**ASSIGNMENT:**
Write out each entry once more so that it matches the original exactly.

-------- SUPPLIED MATERIAL

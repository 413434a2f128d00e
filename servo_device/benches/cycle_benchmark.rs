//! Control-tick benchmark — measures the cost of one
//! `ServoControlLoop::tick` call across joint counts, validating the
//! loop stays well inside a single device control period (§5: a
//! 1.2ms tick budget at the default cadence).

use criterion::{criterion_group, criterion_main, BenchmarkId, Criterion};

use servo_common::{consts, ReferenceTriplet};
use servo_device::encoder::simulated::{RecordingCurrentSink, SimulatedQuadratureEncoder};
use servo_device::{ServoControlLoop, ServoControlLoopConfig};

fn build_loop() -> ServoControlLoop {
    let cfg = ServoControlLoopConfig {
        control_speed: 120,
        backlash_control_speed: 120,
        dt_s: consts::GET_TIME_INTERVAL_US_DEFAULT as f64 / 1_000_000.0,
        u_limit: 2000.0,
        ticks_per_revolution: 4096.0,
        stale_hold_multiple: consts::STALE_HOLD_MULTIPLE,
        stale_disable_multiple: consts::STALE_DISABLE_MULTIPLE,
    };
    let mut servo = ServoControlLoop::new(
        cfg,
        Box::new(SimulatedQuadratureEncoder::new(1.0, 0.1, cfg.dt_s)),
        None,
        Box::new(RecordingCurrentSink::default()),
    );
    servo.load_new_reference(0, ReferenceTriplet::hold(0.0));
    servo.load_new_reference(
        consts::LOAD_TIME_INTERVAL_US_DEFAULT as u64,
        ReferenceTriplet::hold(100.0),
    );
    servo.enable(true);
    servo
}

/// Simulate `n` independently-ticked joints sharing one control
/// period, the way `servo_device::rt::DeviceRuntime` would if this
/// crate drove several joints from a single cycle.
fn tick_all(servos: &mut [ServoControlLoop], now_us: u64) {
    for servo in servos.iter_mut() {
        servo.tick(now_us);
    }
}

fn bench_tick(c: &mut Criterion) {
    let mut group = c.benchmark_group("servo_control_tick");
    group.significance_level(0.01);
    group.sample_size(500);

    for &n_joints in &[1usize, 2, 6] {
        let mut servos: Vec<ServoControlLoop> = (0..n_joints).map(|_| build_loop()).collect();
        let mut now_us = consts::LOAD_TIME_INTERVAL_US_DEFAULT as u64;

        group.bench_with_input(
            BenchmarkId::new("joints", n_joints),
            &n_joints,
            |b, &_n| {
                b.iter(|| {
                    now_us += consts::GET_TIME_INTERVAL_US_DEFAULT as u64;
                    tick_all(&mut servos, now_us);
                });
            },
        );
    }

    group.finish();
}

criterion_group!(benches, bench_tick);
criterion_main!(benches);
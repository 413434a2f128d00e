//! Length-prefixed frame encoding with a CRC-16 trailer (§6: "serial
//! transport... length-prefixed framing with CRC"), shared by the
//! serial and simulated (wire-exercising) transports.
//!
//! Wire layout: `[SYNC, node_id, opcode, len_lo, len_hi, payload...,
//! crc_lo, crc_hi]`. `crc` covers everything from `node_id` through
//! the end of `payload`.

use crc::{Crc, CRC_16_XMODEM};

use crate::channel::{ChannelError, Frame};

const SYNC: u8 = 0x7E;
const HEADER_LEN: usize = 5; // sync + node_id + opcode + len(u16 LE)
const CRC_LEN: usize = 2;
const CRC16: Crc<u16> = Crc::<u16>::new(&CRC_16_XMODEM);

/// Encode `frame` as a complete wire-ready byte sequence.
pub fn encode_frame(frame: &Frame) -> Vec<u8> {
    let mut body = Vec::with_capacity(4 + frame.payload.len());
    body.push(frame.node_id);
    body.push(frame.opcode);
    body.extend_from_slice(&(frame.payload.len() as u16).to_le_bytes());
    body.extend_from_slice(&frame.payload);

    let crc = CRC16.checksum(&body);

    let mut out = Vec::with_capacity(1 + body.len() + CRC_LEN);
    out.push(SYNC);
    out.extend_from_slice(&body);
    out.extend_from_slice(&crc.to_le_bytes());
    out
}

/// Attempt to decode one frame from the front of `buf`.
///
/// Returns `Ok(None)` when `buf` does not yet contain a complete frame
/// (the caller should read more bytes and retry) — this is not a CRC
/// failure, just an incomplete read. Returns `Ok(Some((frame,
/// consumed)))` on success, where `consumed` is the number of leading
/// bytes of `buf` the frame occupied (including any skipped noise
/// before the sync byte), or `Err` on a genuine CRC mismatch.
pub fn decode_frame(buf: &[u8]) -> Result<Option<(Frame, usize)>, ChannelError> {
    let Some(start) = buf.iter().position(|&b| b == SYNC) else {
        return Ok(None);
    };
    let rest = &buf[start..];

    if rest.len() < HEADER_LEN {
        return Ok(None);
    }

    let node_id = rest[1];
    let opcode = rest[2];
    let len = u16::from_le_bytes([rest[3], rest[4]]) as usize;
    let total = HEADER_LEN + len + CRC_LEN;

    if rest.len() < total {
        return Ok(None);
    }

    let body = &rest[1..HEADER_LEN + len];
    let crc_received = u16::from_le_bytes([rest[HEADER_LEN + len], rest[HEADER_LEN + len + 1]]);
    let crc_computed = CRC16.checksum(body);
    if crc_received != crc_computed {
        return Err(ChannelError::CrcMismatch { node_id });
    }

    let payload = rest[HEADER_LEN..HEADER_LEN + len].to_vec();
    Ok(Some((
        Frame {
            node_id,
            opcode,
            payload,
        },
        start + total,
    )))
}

----------------

**WRITTEN RESPONSE:**
repository 413434a2f128d00e
filename servo_device/benches/cycle_benchmark.rs
//! Control-tick benchmark — measures the cost of one
//! `ServoControlLoop::tick` call across joint counts, validating the
//! loop stays well inside a single device control period (§5: a
//! 1.2ms tick budget at the default cadence).

use criterion::{criterion_group, criterion_main, BenchmarkId, Criterion};

use servo_common::{consts, ReferenceTriplet};
use servo_device::encoder::simulated::{RecordingCurrentSink, SimulatedQuadratureEncoder};
use servo_device::{ServoControlLoop, ServoControlLoopConfig};

fn build_loop() -> ServoControlLoop {
    let cfg = ServoControlLoopConfig {
        control_speed: 120,
        backlash_control_speed: 120,
        dt_s: consts::GET_TIME_INTERVAL_US_DEFAULT as f64 / 1_000_000.0,
        u_limit: 2000.0,
        ticks_per_revolution: 4096.0,
        stale_hold_multiple: consts::STALE_HOLD_MULTIPLE,
        stale_disable_multiple: consts::STALE_DISABLE_MULTIPLE,
    };
    let mut servo = ServoControlLoop::new(
        cfg,
        Box::new(SimulatedQuadratureEncoder::new(1.0, 0.1, cfg.dt_s)),
        None,
        Box::new(RecordingCurrentSink::default()),
    );
    servo.load_new_reference(0, ReferenceTriplet::hold(0.0));
    servo.load_new_reference(
        consts::LOAD_TIME_INTERVAL_US_DEFAULT as u64,
        ReferenceTriplet::hold(100.0),
    );
    servo.enable(true);
    servo
}

/// Simulate `n` independently-ticked joints sharing one control
/// period, the way `servo_device::rt::DeviceRuntime` would if this
/// crate drove several joints from a single cycle.
fn tick_all(servos: &mut [ServoControlLoop], now_us: u64) {
    for servo in servos.iter_mut() {
        servo.tick(now_us);
    }
}

fn bench_tick(c: &mut Criterion) {
    let mut group = c.benchmark_group("servo_control_tick");
    group.significance_level(0.01);
    group.sample_size(500);

    for &n_joints in &[1usize, 2, 6] {
        let mut servos: Vec<ServoControlLoop> = (0..n_joints).map(|_| build_loop()).collect();
        let mut now_us = consts::LOAD_TIME_INTERVAL_US_DEFAULT as u64;

        group.bench_with_input(
            BenchmarkId::new("joints", n_joints),
            &n_joints,
            |b, &_n| {
                b.iter(|| {
                    now_us += consts::GET_TIME_INTERVAL_US_DEFAULT as u64;
                    tick_all(&mut servos, now_us);
                });
            },
        );
    }

    group.finish();
}

criterion_group!(benches, bench_tick);
criterion_main!(benches);
repository 413434a2f128d00e
//! Length-prefixed frame encoding with a CRC-16 trailer (§6: "serial
//! transport... length-prefixed framing with CRC"), shared by the
//! serial and simulated (wire-exercising) transports.
//!
//! Wire layout: `[SYNC, node_id, opcode, len_lo, len_hi, payload...,
//! crc_lo, crc_hi]`. `crc` covers everything from `node_id` through
//! the end of `payload`.

use crc::{Crc, CRC_16_XMODEM};

use crate::channel::{ChannelError, Frame};

const SYNC: u8 = 0x7E;
const HEADER_LEN: usize = 5; // sync + node_id + opcode + len(u16 LE)
const CRC_LEN: usize = 2;
const CRC16: Crc<u16> = Crc::<u16>::new(&CRC_16_XMODEM);

/// Encode `frame` as a complete wire-ready byte sequence.
pub fn encode_frame(frame: &Frame) -> Vec<u8> {
    let mut body = Vec::with_capacity(4 + frame.payload.len());
    body.push(frame.node_id);
    body.push(frame.opcode);
    body.extend_from_slice(&(frame.payload.len() as u16).to_le_bytes());
    body.extend_from_slice(&frame.payload);

    let crc = CRC16.checksum(&body);

    let mut out = Vec::with_capacity(1 + body.len() + CRC_LEN);
    out.push(SYNC);
    out.extend_from_slice(&body);
    out.extend_from_slice(&crc.to_le_bytes());
    out
}

/// Attempt to decode one frame from the front of `buf`.
///
/// Returns `Ok(None)` when `buf` does not yet contain a complete frame
/// (the caller should read more bytes and retry) — this is not a CRC
/// failure, just an incomplete read. Returns `Ok(Some((frame,
/// consumed)))` on success, where `consumed` is the number of leading
/// bytes of `buf` the frame occupied (including any skipped noise
/// before the sync byte), or `Err` on a genuine CRC mismatch.
pub fn decode_frame(buf: &[u8]) -> Result<Option<(Frame, usize)>, ChannelError> {
    let Some(start) = buf.iter().position(|&b| b == SYNC) else {
        return Ok(None);
    };
    let rest = &buf[start..];

    if rest.len() < HEADER_LEN {
        return Ok(None);
    }

    let node_id = rest[1];
    let opcode = rest[2];
    let len = u16::from_le_bytes([rest[3], rest[4]]) as usize;
    let total = HEADER_LEN + len + CRC_LEN;

    if rest.len() < total {
        return Ok(None);
    }

    let body = &rest[1..HEADER_LEN + len];
    let crc_received = u16::from_le_bytes([rest[HEADER_LEN + len], rest[HEADER_LEN + len + 1]]);
    let crc_computed = CRC16.checksum(body);
    if crc_received != crc_computed {
        return Err(ChannelError::CrcMismatch { node_id });
    }

    let payload = rest[HEADER_LEN..HEADER_LEN + len].to_vec();
    Ok(Some((
        Frame {
            node_id,
            opcode,
            payload,
        },
        start + total,
    )))
}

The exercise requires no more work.